En el Museo de la Ciudad de Mérida, este jueves 19 de marzo se llevará a cabo la inauguración de tres exposiciones que, desde distintos lenguajes visuales, proponen mirar el territorio más allá de lo evidente. La jornada reunió a Izamal. El rostro oculto, del maestro José Pool “Mashka”; Primer fuego, muestra colectiva de cerámica de “La Arrocera” Campeche; y Las cuatro estaciones de Calafia, de la artista Rosa Beltrán Pedrín, quien llegará por primera vez a este espacio.
Uno de los ejes de la jornada es la presencia de Rosa Beltrán Pedrín, cuya obra Las cuatro estaciones de Calafia se construye desde una relación muy íntima con el paisaje. Más que fotografiar lugares, la artista observa cómo cambian, cómo se sienten y cómo se habitan. A partir de distintas regiones de Baja California, arma un recorrido donde la luz, los colores y las texturas marcan el paso del tiempo y convierten cada imagen en una experiencia sensorial.
Su trabajo no busca solo mostrar, sino detenerse y pensar el territorio, cómo lo vivimos, cómo lo recordamos y qué significa pertenecer a él. En ese cruce entre lo cotidiano y lo simbólico, incluso el término “Calafia” que también remite, en lo local, a formas de nombrar lo urbano, abre una lectura donde paisaje, identidad y mito se entrelazan. Como parte de esta misma línea de trabajo, este mismo día, también presentó el libro homónimo en el Auditorio de la Biblioteca del campus de Arquitectura, Hábitat, Arte y Diseño de la UADY, donde reúne las imágenes de la exposición.
Por su parte, José Pool “Mashka” regresa con Izamal. El rostro oculto, una propuesta que se distancia de la imagen idealizada del Pueblo Mágico para enfocarse en lo que normalmente no se ve. A través de la xilografía, el artista construye escenas de la vida cotidiana donde aparecen tanto la identidad cultural como las tensiones sociales: la precariedad, la desigualdad o la violencia. Sus piezas no romantizan, sino que observan con honestidad, recordando que detrás de los colores y la historia hay comunidades que siguen enfrentando problemáticas muy reales. Su trabajo insiste en mirar de frente, en reconocer que la riqueza cultural también implica contradicciones y procesos vivos.
La exposición colectiva Primer fuego, del centro de formación “La Arrocera” en Campeche, es una muestra de la cerámica desde una perspectiva contemporánea pero profundamente conectada con lo ancestral. Cada pieza parte de referencias al mundo maya y peninsular, pero no se queda en la reproducción, hay reinterpretación, juego, incluso humor.

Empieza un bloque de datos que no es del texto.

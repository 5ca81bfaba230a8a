//! Accounts command handlers: interactive provisioning and listing.

use std::collections::HashMap;

use anyhow::{Result, bail};
use hostfetch_core::{AccountError, Field, Prompter};
use inquire::{Password, PasswordDisplayMode, Text};
use serde_json::Value;
use tracing::info;

use super::Context;

const MASK: &str = "********";

/// Key fragments that are always hidden, whatever the provider declares.
const SECRET_HINTS: [&str; 4] = ["password", "token", "cookie", "secret"];

/// Terminal prompts; sensitive fields are masked while typing.
struct InquirePrompter;

impl Prompter for InquirePrompter {
    fn prompt(&self, fields: &[Field]) -> Result<HashMap<String, String>, AccountError> {
        let mut answers = HashMap::with_capacity(fields.len());
        for field in fields {
            let answer = if field.sensitive {
                Password::new(field.label)
                    .without_confirmation()
                    .with_display_mode(PasswordDisplayMode::Masked)
                    .prompt()
            } else {
                let mut text = Text::new(field.label);
                if let Some(default) = field.default.as_deref() {
                    text = text.with_default(default);
                }
                text.prompt()
            };
            let value = answer.map_err(|e| AccountError::Prompt {
                reason: e.to_string(),
            })?;
            answers.insert(field.key.to_string(), value);
        }
        Ok(answers)
    }
}

pub async fn run_accounts_add_command(context: Context, provider: &str) -> Result<()> {
    let Context {
        registry,
        mut accounts,
        accounts_path,
        ..
    } = context;
    if accounts_path.is_none() {
        bail!(AccountError::ConfigDirUnavailable);
    }

    let accountant = registry
        .get(provider)
        .and_then(|p| p.accountant())
        .ok_or_else(|| AccountError::UnknownProvider {
            provider: provider.to_string(),
        })?;
    let record = accountant.new_account(&InquirePrompter).await?;
    let id = record.id.clone();
    accounts.add(record);
    accounts.save()?;

    info!(provider, account = %id, path = %accounts.path().display(), "Account stored");
    println!("added\t{provider}\t{id}");
    Ok(())
}

pub fn run_accounts_list_command(context: &Context) {
    let mut any = false;
    for (provider, records) in context.accounts.providers() {
        let declared: Vec<&str> = context
            .registry
            .get(provider)
            .and_then(|p| p.accountant())
            .map(|accountant| {
                accountant
                    .fields()
                    .into_iter()
                    .filter(|field| field.sensitive)
                    .map(|field| field.key)
                    .collect()
            })
            .unwrap_or_default();
        for record in records {
            any = true;
            println!("{provider}\t{}", redact(record, &declared));
        }
    }
    if !any {
        let location = context
            .accounts_path
            .as_ref()
            .map_or_else(|| "<no config dir>".to_string(), |p| p.display().to_string());
        println!("No accounts stored in {location}");
    }
}

/// Copy of `record` with secret values replaced by a mask.
fn redact(record: &Value, sensitive: &[&str]) -> Value {
    let Value::Object(map) = record else {
        return record.clone();
    };
    let redacted = map
        .iter()
        .map(|(key, value)| {
            let lowered = key.to_ascii_lowercase();
            let secret = sensitive.contains(&key.as_str())
                || SECRET_HINTS.iter().any(|hint| lowered.contains(hint));
            let value = if secret && !value.is_null() {
                Value::String(MASK.to_string())
            } else {
                value.clone()
            };
            (key.clone(), value)
        })
        .collect();
    Value::Object(redacted)
}
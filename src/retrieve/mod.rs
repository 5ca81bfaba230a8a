//! Retrieval: deciding which provider and account fetch a resolved file.
//!
//! Every provider with a [`Retriever`] bids on a [`File`] via
//! [`Retriever::can_retrieve`]. The [`RetrievalRouter`] picks the highest
//! bid (registration order breaks ties) and asks that retriever for a
//! [`FetchRequest`], which the transport then executes.

mod error;
mod fetch;
mod router;

pub use error::RetrieveError;
pub use fetch::{FetchRequest, Header};
pub use router::{Bid, RetrievalRouter, Retrieval};

use async_trait::async_trait;

use crate::resolver::File;

/// Retrieval capability of a provider.
#[async_trait]
pub trait Retriever: Send + Sync {
    /// Bid for retrieving `file`; 0 means ineligible. Must not perform I/O.
    fn can_retrieve(&self, file: &File) -> u32;

    /// Builds the request that fetches `file`'s bytes, selecting an account
    /// and logging in as needed.
    ///
    /// # Errors
    ///
    /// Returns [`RetrieveError::NoUsableAccount`] when an account is required
    /// and none is usable, or another [`RetrieveError`] when the hoster
    /// refuses or the exchange fails.
    async fn retrieve(&self, file: &File) -> Result<FetchRequest, RetrieveError>;
}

La muestra funciona como un puente entre generaciones, donde las técnicas tradicionales se transforman y siguen vigentes en nuevas formas de creación. Más que nostalgia, hay una intención clara de mantener activas estas raíces desde el presente.
El evento inaugural contó con la participación de autoridades culturales, académicas y representantes de instituciones vinculadas a la FILEY y a la Universidad Autónoma de Yucatán, estará abierto al público en los horarios del recinto hasta el mes de mayo.